After Delores
- Author: Sarah Schulman
- Genre: Lesbian crime fiction
- Publisher: Dutton Books
- Publication date: 1988

= After Delores =

After Delores is a lesbian detective novel by Sarah Schulman.

== Plot ==
After being dumped by her girlfriend Delores, a lesbian waitress in the East Village attempts to solve the murder of a young woman.

== Writing and themes ==
The novel deals with themes of familial alienation and homophobia from family members. June Thomas wrote that "considerations of booze, sex, violence, and abandonment dominate the rest of the book."

== Publication ==
It was published by Dutton Books in 1988, and republished by Sheba Feminist Press in 1990. Arsenal Pulp Press republished it in 2013 for the book's 25th anniversary.
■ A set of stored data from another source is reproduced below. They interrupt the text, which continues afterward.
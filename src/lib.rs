//! catree: certificate-authority hierarchy resolver
//!
//! Rebuilds a forest of CA records from flat input, isolates orphans whose
//! parent cannot be determined, and provides the filter, sort, flatten and
//! pagination transforms a display layer runs over the result.
//!
//! Layers:
//! - `domain`: records, resolver and transforms (no I/O)
//! - `application`: the display pipeline service
//! - `infrastructure`: record sources
//! - `cli`: command line front end

pub mod application;
pub mod cli;
pub mod config;
pub mod domain;
pub mod exitcode;
pub mod infrastructure;
pub mod tree_traits;
pub mod util;
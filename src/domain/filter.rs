//! Predicate pruning of forests and orphan lists.

use std::fmt;
use std::str::FromStr;

use serde::{Deserialize, Serialize};

use crate::domain::entities::CaRecord;
use crate::domain::error::DomainError;
use crate::domain::tree::{fold_forest, Forest, TreeNode};

/// Keep every node whose record matches, plus the ancestors of any match.
///
/// Returns a pruned copy; `forest` is left untouched.
pub fn filter_forest<P>(forest: &[TreeNode], predicate: P) -> Forest
where
    P: Fn(&CaRecord) -> bool,
{
    fold_forest(forest, |node, children: Vec<Option<TreeNode>>| {
        let children: Vec<TreeNode> = children.into_iter().flatten().collect();
        if children.is_empty() && !predicate(&node.record) {
            None
        } else {
            Some(node.with_children(children))
        }
    })
    .into_iter()
    .flatten()
    .collect()
}

/// Flat filter for orphans: the predicate applies directly.
pub fn filter_records<P>(records: &[CaRecord], predicate: P) -> Vec<CaRecord>
where
    P: Fn(&CaRecord) -> bool,
{
    records.iter().filter(|&r| predicate(r)).cloned().collect()
}

/// Record field a [`TextQuery`] looks at.
#[derive(Debug, Clone, Copy, PartialEq, Eq, Hash, Serialize, Deserialize)]
#[serde(rename_all = "snake_case")]
pub enum FilterField {
    Id,
    Name,
    Subject,
    Issuer,
    Status,
    Type,
}

impl FilterField {
    fn value(self, record: &CaRecord) -> String {
        match self {
            FilterField::Id => record.id.clone(),
            FilterField::Name => record.name.clone(),
            FilterField::Subject => record.subject_name.clone(),
            FilterField::Issuer => record.issuer_name.clone(),
            FilterField::Status => record.status.to_string(),
            FilterField::Type => record.kind.clone(),
        }
    }
}

impl FromStr for FilterField {
    type Err = DomainError;

    fn from_str(s: &str) -> Result<Self, Self::Err> {
        match s.trim().to_ascii_lowercase().as_str() {
            "id" => Ok(FilterField::Id),
            "name" => Ok(FilterField::Name),
            "subject" | "subject_name" => Ok(FilterField::Subject),
            "issuer" | "issuer_name" => Ok(FilterField::Issuer),
            "status" => Ok(FilterField::Status),
            "type" | "kind" => Ok(FilterField::Type),
            _ => Err(DomainError::UnknownFilterField(s.to_string())),
        }
    }
}

impl fmt::Display for FilterField {
    fn fmt(&self, f: &mut fmt::Formatter<'_>) -> fmt::Result {
        let s = match self {
            FilterField::Id => "id",
            FilterField::Name => "name",
            FilterField::Subject => "subject",
            FilterField::Issuer => "issuer",
            FilterField::Status => "status",
            FilterField::Type => "type",
        };
        f.write_str(s)
    }
}

/// Substring predicate over a set of record fields.
///
/// An empty needle matches everything.
#[derive(Debug, Clone, PartialEq, Eq)]
pub struct TextQuery {
    needle: String,
    fields: Vec<FilterField>,
    case_sensitive: bool,
}

impl TextQuery {
    /// Case-insensitive match on the name field.
    pub fn new(text: &str) -> Self {
        Self::with_fields(text, vec![FilterField::Name], false)
    }

    pub fn with_fields(text: &str, fields: Vec<FilterField>, case_sensitive: bool) -> Self {
        let needle = if case_sensitive {
            text.trim().to_string()
        } else {
            text.trim().to_lowercase()
        };
        Self {
            needle,
            fields,
            case_sensitive,
        }
    }

    pub fn is_empty(&self) -> bool {
        self.needle.is_empty()
    }

    pub fn matches(&self, record: &CaRecord) -> bool {
        if self.needle.is_empty() {
            return true;
        }
        self.fields.iter().any(|field| {
            let value = field.value(record);
            if self.case_sensitive {
                value.contains(&self.needle)
            } else {
                value.to_lowercase().contains(&self.needle)
            }
        })
    }
}
//! Application services

pub mod hierarchy;

pub use hierarchy::{ForestRow, HierarchyService, HierarchyView, OrphanRow, ViewQuery};
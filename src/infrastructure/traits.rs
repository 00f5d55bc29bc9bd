//! Record source boundary trait for testability
//!
//! The resolver never fetches anything itself. A `RecordSource` stands in for
//! the data-fetch collaborator, so services can be tested with in-memory
//! records.

use std::path::{Path, PathBuf};

use tracing::{debug, instrument, warn};

use crate::domain::RawCaRecord;
use crate::infrastructure::{InfraError, InfraResult};

/// Delivers the raw CA record collection.
pub trait RecordSource: Send + Sync {
    /// Fetch the complete record collection.
    fn fetch(&self) -> InfraResult<Vec<RawCaRecord>>;

    /// Human readable origin, used in log and error messages.
    fn describe(&self) -> String;
}

/// Reads a JSON array of CA records from a file.
#[derive(Debug, Clone)]
pub struct JsonFileSource {
    path: PathBuf,
}

impl JsonFileSource {
    pub fn new(path: impl Into<PathBuf>) -> Self {
        Self { path: path.into() }
    }

    pub fn path(&self) -> &Path {
        &self.path
    }
}

/// Parse a JSON array of CA records.
///
/// An empty or whitespace-only document is an empty collection. Entries are
/// decoded one by one: an undecodable entry becomes a
/// [`RawCaRecord::malformed`] placeholder at its position, so only a document
/// that is not a JSON array fails as a whole.
pub fn parse_records(content: &str) -> Result<Vec<RawCaRecord>, serde_json::Error> {
    if content.trim().is_empty() {
        return Ok(Vec::new());
    }
    let entries: Vec<serde_json::Value> = serde_json::from_str(content)?;
    Ok(entries
        .into_iter()
        .enumerate()
        .map(|(position, entry)| {
            serde_json::from_value(entry).unwrap_or_else(|e| {
                warn!(position, "undecodable CA record: {e}");
                RawCaRecord::malformed(e.to_string())
            })
        })
        .collect())
}

impl RecordSource for JsonFileSource {
    #[instrument(level = "debug", skip(self))]
    fn fetch(&self) -> InfraResult<Vec<RawCaRecord>> {
        let content = std::fs::read_to_string(&self.path)
            .map_err(|e| InfraError::io(format!("read {}", self.path.display()), e))?;
        let records = parse_records(&content)
            .map_err(|e| InfraError::parse(format!("parse {}", self.path.display()), e))?;
        debug!("fetched {} records from {}", records.len(), self.path.display());
        Ok(records)
    }

    fn describe(&self) -> String {
        self.path.display().to_string()
    }
}

/// In-memory record collection.
#[derive(Debug, Clone, Default)]
pub struct StaticSource {
    records: Vec<RawCaRecord>,
}

impl StaticSource {
    pub fn new(records: Vec<RawCaRecord>) -> Self {
        Self { records }
    }
}

impl RecordSource for StaticSource {
    fn fetch(&self) -> InfraResult<Vec<RawCaRecord>> {
        Ok(self.records.clone())
    }

    fn describe(&self) -> String {
        format!("{} in-memory records", self.records.len())
    }
}

#[cfg(test)]
mod tests {
    use super::*;
    use tempfile::TempDir;

    #[test]
    fn given_json_file_when_fetching_then_returns_records() {
        let temp = TempDir::new().unwrap();
        let path = temp.path().join("cas.json");
        std::fs::write(
            &path,
            r#"[{"id": 1, "name": "Root", "subjectName": "CN=Root", "issuerName": "CN=Root"}]"#,
        )
        .unwrap();

        let records = JsonFileSource::new(&path).fetch().unwrap();

        assert_eq!(records.len(), 1);
        assert_eq!(records[0].name, "Root");
    }

    #[test]
    fn given_missing_file_when_fetching_then_io_error() {
        let source = JsonFileSource::new("/nonexistent/cas.json");
        assert!(matches!(source.fetch(), Err(InfraError::Io { .. })));
    }

    #[test]
    fn given_malformed_json_when_fetching_then_parse_error() {
        let temp = TempDir::new().unwrap();
        let path = temp.path().join("cas.json");
        std::fs::write(&path, "{ not json").unwrap();

        let result = JsonFileSource::new(&path).fetch();
        assert!(matches!(result, Err(InfraError::Parse { .. })));
    }

    #[test]
    fn given_blank_document_when_parsing_then_empty() {
        assert!(parse_records("  \n").unwrap().is_empty());
    }

    #[test]
    fn given_null_and_undecodable_entries_when_parsing_then_only_bad_entries_flagged() {
        let records = parse_records(
            r#"[
                {"id": 1, "name": "Root", "subjectName": "CN=Root", "issuerName": "CN=Root"},
                {"id": 2, "name": null, "certCount": null, "issuerName": "CN=Root"},
                {"id": 3, "certCount": "lots"},
                42
            ]"#,
        )
        .unwrap();

        assert_eq!(records.len(), 4);
        assert!(records[0].defect.is_none());
        assert!(records[1].defect.is_none());
        assert!(records[1].name.is_empty());
        assert!(records[2].defect.is_some());
        assert!(records[3].defect.is_some());
    }

    #[test]
    fn given_document_that_is_not_an_array_when_parsing_then_error() {
        assert!(parse_records(r#"{"id": 1}"#).is_err());
    }
}
//! Configuration management with layered loading
//!
//! Precedence (lowest to highest):
//! 1. Compiled defaults
//! 2. Global config: `$XDG_CONFIG_HOME/catree/catree.toml`
//! 3. Local config: `<dir>/.catree.toml`
//! 4. Environment variables: `CATREE_*` prefix

use std::collections::HashSet;
use std::path::{Path, PathBuf};

use config::{Config, ConfigError, Environment};
use directories::ProjectDirs;
use serde::{Deserialize, Serialize};
use tracing::debug;

use crate::application::{ApplicationError, ApplicationResult};
use crate::domain::{FilterField, SortDirection, SortKey, TextQuery};

/// Default ordering of forest levels and orphans.
#[derive(Debug, Clone, Copy, Serialize, Deserialize, PartialEq, Eq, Default)]
#[serde(default)]
pub struct SortSettings {
    pub key: SortKey,
    pub direction: SortDirection,
}

/// Text filter behaviour.
#[derive(Debug, Clone, Serialize, Deserialize, PartialEq, Eq)]
#[serde(default)]
pub struct FilterSettings {
    /// Record fields searched by the filter text (e.g. ["name", "subject"])
    pub fields: Vec<String>,
    pub case_sensitive: bool,
}

impl Default for FilterSettings {
    fn default() -> Self {
        Self {
            fields: vec!["name".into()],
            case_sensitive: false,
        }
    }
}

/// Raw filter config for intermediate parsing (arrays are Option to detect "not specified").
#[derive(Debug, Clone, Deserialize, Default)]
#[serde(default)]
pub struct RawFilterSettings {
    pub fields: Option<Vec<String>>,
    pub case_sensitive: Option<bool>,
}

#[derive(Debug, Clone, Deserialize, Default)]
#[serde(default)]
pub struct RawSortSettings {
    pub key: Option<SortKey>,
    pub direction: Option<SortDirection>,
}

/// Raw settings for intermediate parsing.
#[derive(Debug, Clone, Deserialize, Default)]
#[serde(default)]
pub struct RawSettings {
    pub page_size: Option<usize>,
    pub expand_roots: Option<bool>,
    pub sort: RawSortSettings,
    pub filter: RawFilterSettings,
}

impl FilterSettings {
    /// Merge arrays with union semantics and negation support.
    ///
    /// - Items from overlay are added to base
    /// - Items prefixed with `!` remove the corresponding item from the result
    /// - Duplicates are de-duplicated
    ///
    /// # Examples
    /// ```ignore
    /// merge_array(&["name"], &["subject"])          // → ["name", "subject"]
    /// merge_array(&["name", "id"], &["!name"])      // → ["id"]
    /// ```
    pub fn merge_array(base: &[String], overlay: &[String]) -> Vec<String> {
        let mut result: HashSet<String> = base.iter().cloned().collect();

        for item in overlay {
            if let Some(negated) = item.strip_prefix('!') {
                result.remove(negated);
            } else {
                result.insert(item.clone());
            }
        }

        // Convert to sorted Vec for deterministic output
        let mut vec: Vec<String> = result.into_iter().collect();
        vec.sort();
        vec
    }

    /// Union-merge a local overlay onto self.
    pub fn merge(&self, overlay: &RawFilterSettings) -> Self {
        Self {
            fields: overlay
                .fields
                .as_ref()
                .map(|o| Self::merge_array(&self.fields, o))
                .unwrap_or_else(|| self.fields.clone()),
            case_sensitive: overlay.case_sensitive.unwrap_or(self.case_sensitive),
        }
    }

    /// Apply global config onto defaults: arrays REPLACE.
    pub fn apply_global(&self, global: &RawFilterSettings) -> Self {
        Self {
            fields: global
                .fields
                .clone()
                .unwrap_or_else(|| self.fields.clone()),
            case_sensitive: global.case_sensitive.unwrap_or(self.case_sensitive),
        }
    }

    /// Parse the configured field names.
    pub fn parsed_fields(&self) -> ApplicationResult<Vec<FilterField>> {
        self.fields
            .iter()
            .map(|f| f.parse::<FilterField>().map_err(ApplicationError::from))
            .collect()
    }
}

impl SortSettings {
    fn overlay(&self, raw: &RawSortSettings) -> Self {
        Self {
            key: raw.key.unwrap_or(self.key),
            direction: raw.direction.unwrap_or(self.direction),
        }
    }
}

/// Unified configuration for catree.
#[derive(Debug, Clone, Serialize, Deserialize, PartialEq, Eq)]
#[serde(default)]
pub struct Settings {
    /// Orphans per page
    pub page_size: usize,
    /// Start with every root expanded
    pub expand_roots: bool,
    pub sort: SortSettings,
    pub filter: FilterSettings,
}

impl Default for Settings {
    fn default() -> Self {
        Self {
            page_size: 10,
            expand_roots: false,
            sort: SortSettings::default(),
            filter: FilterSettings::default(),
        }
    }
}

/// Get the XDG config directory for catree.
pub fn global_config_dir() -> Option<PathBuf> {
    ProjectDirs::from("", "", "catree").map(|dirs| dirs.config_dir().to_path_buf())
}

/// Get the path to the global config file.
pub fn global_config_path() -> Option<PathBuf> {
    global_config_dir().map(|dir| dir.join("catree.toml"))
}

/// Get the path to the local config file in a directory.
pub fn local_config_path(dir: &Path) -> PathBuf {
    dir.join(".catree.toml")
}

/// Load a TOML file into RawSettings for manual merging.
fn load_raw_settings(path: &Path) -> ApplicationResult<RawSettings> {
    let content = std::fs::read_to_string(path).map_err(|e| ApplicationError::Config {
        message: format!("read {}: {}", path.display(), e),
    })?;
    toml::from_str(&content).map_err(|e| ApplicationError::Config {
        message: format!("parse {}: {}", path.display(), e),
    })
}

impl Settings {
    /// Merge overlay config onto self (base) with union semantics for arrays.
    fn merge_with(&self, overlay: &RawSettings) -> Self {
        Self {
            page_size: overlay.page_size.unwrap_or(self.page_size),
            expand_roots: overlay.expand_roots.unwrap_or(self.expand_roots),
            sort: self.sort.overlay(&overlay.sort),
            filter: self.filter.merge(&overlay.filter),
        }
    }

    /// Apply global config onto defaults with REPLACE semantics for arrays.
    fn apply_global(&self, global: &RawSettings) -> Self {
        Self {
            page_size: global.page_size.unwrap_or(self.page_size),
            expand_roots: global.expand_roots.unwrap_or(self.expand_roots),
            sort: self.sort.overlay(&global.sort),
            filter: self.filter.apply_global(&global.filter),
        }
    }

    /// Load settings with layered precedence.
    ///
    /// # Arguments
    /// * `local_dir` - Optional directory holding a `.catree.toml`
    ///
    /// # Array Merge Semantics
    /// - Defaults → Global: REPLACE (global defines the real baseline)
    /// - Global → Local: UNION with negation support
    /// - Any → Env vars: REPLACE (explicit user override)
    pub fn load(local_dir: Option<&Path>) -> ApplicationResult<Self> {
        let mut current = Self::default();

        if let Some(global_path) = global_config_path() {
            if global_path.exists() {
                debug!("loading global config {}", global_path.display());
                let raw = load_raw_settings(&global_path)?;
                current = current.apply_global(&raw);
            }
        }

        if let Some(dir) = local_dir {
            let local_path = local_config_path(dir);
            if local_path.exists() {
                debug!("loading local config {}", local_path.display());
                let raw = load_raw_settings(&local_path)?;
                current = current.merge_with(&raw);
            }
        }

        current = Self::apply_env_overrides(current)?;
        current.validate()?;
        Ok(current)
    }

    /// Apply CATREE_* environment variables as explicit overrides.
    fn apply_env_overrides(mut settings: Self) -> ApplicationResult<Self> {
        let builder = Config::builder().add_source(
            Environment::with_prefix("CATREE")
                .separator("__")
                .list_separator(",")
                .with_list_parse_key("filter.fields")
                .try_parsing(true),
        );

        let config = builder.build().map_err(config_err)?;

        if let Ok(val) = config.get_int("page_size") {
            settings.page_size = usize::try_from(val).map_err(|_| ApplicationError::Config {
                message: format!("CATREE_PAGE_SIZE out of range: {val}"),
            })?;
        }
        if let Ok(val) = config.get_bool("expand_roots") {
            settings.expand_roots = val;
        }
        if let Ok(val) = config.get_string("sort.key") {
            settings.sort.key = val.parse()?;
        }
        if let Ok(val) = config.get_string("sort.direction") {
            settings.sort.direction = val.parse()?;
        }
        if let Ok(val) = config.get::<Vec<String>>("filter.fields") {
            settings.filter.fields = val;
        }
        if let Ok(val) = config.get_bool("filter.case_sensitive") {
            settings.filter.case_sensitive = val;
        }

        Ok(settings)
    }

    /// Reject settings the view pipeline cannot use.
    pub fn validate(&self) -> ApplicationResult<()> {
        if self.page_size == 0 {
            return Err(ApplicationError::Config {
                message: "page_size must be at least 1".into(),
            });
        }
        self.filter.parsed_fields()?;
        Ok(())
    }

    /// Build the text query configured for `text`.
    pub fn text_query(&self, text: &str) -> ApplicationResult<TextQuery> {
        Ok(TextQuery::with_fields(
            text,
            self.filter.parsed_fields()?,
            self.filter.case_sensitive,
        ))
    }

    /// Show the effective configuration as TOML.
    pub fn to_toml(&self) -> ApplicationResult<String> {
        toml::to_string_pretty(self).map_err(|e| ApplicationError::Config {
            message: format!("serialize config: {e}"),
        })
    }

    /// Generate a template config file.
    pub fn template() -> String {
        r#"# catree configuration
#
# Locations (by precedence, lowest to highest):
#   Global: ~/.config/catree/catree.toml  (defines your baseline)
#   Local:  <dir>/.catree.toml            (directory-specific additions)
#   Env:    CATREE_* environment variables (explicit overrides, e.g. CATREE_SORT__KEY)
#
# Array Merge Semantics:
#   Global config REPLACES compiled defaults.
#   Local config UNIONS with global.
#   Use "!item" in local config to REMOVE an inherited item:
#     fields = ["subject", "!name"]  # adds subject, removes name

# Orphans per page
# page_size = 10

# Start with every root expanded
# expand_roots = false

[sort]
# name | subject | issuer | status | type | cert_count | expiry
# key = "name"
# asc | desc
# direction = "asc"

[filter]
# Fields searched by the filter text: id, name, subject, issuer, status, type
# fields = ["name"]
# case_sensitive = false
"#
        .to_string()
    }
}

fn config_err(e: ConfigError) -> ApplicationError {
    ApplicationError::Config {
        message: e.to_string(),
    }
}

#[cfg(test)]
mod tests {
    use super::*;

    #[test]
    fn given_defaults_when_validating_then_ok() {
        let settings = Settings::default();
        assert!(settings.validate().is_ok());
        assert_eq!(settings.page_size, 10);
        assert_eq!(settings.sort.key, SortKey::Name);
        assert_eq!(settings.filter.fields, vec!["name".to_string()]);
    }

    #[test]
    fn given_zero_page_size_when_validating_then_config_error() {
        let settings = Settings {
            page_size: 0,
            ..Settings::default()
        };
        assert!(matches!(
            settings.validate(),
            Err(ApplicationError::Config { .. })
        ));
    }

    #[test]
    fn given_unknown_filter_field_when_validating_then_domain_error() {
        let mut settings = Settings::default();
        settings.filter.fields.push("colour".into());
        assert!(matches!(
            settings.validate(),
            Err(ApplicationError::Domain(_))
        ));
    }

    #[test]
    fn given_overlay_with_negation_when_merging_then_removes_and_adds() {
        let merged = FilterSettings::merge_array(
            &["name".to_string(), "id".to_string()],
            &["!name".to_string(), "subject".to_string()],
        );
        assert_eq!(merged, vec!["id".to_string(), "subject".to_string()]);
    }

    #[test]
    fn given_global_fields_when_applying_then_replaces_defaults() {
        let global = RawFilterSettings {
            fields: Some(vec!["issuer".into()]),
            case_sensitive: None,
        };
        let applied = FilterSettings::default().apply_global(&global);
        assert_eq!(applied.fields, vec!["issuer".to_string()]);
        assert!(!applied.case_sensitive);
    }

    #[test]
    fn given_settings_when_serializing_then_round_trips_through_toml() {
        let settings = Settings::default();
        let text = settings.to_toml().unwrap();
        assert!(text.contains("page_size = 10"));
        assert!(text.contains("key = \"name\""));
        let parsed: Settings = toml::from_str(&text).unwrap();
        assert_eq!(parsed, settings);
    }

    #[test]
    fn given_template_when_parsing_then_valid_toml() {
        let raw: RawSettings = toml::from_str(&Settings::template()).unwrap();
        assert!(raw.page_size.is_none());
    }
}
It received a 1989 Stonewall Book Award from the American Library Association.

== Reception ==
Kinky Friedman praised the book's rawness and "rugged" charm, describing the protagonist as "a tortured, troubled soul who mesmerizes and repels us, sometimes managing to do both at the same time." PW wrote that "Schulman, a wry and passionate writer with an excellent eye for detail and ear for dialogue, has written a thoroughly up-to-date novel that makes Bright Lights, Big City and Less Than Zero seem thin and dated."

Kelly Cogswell of Gay City News praised its nuanced and realistic portrayal of the lesbian community.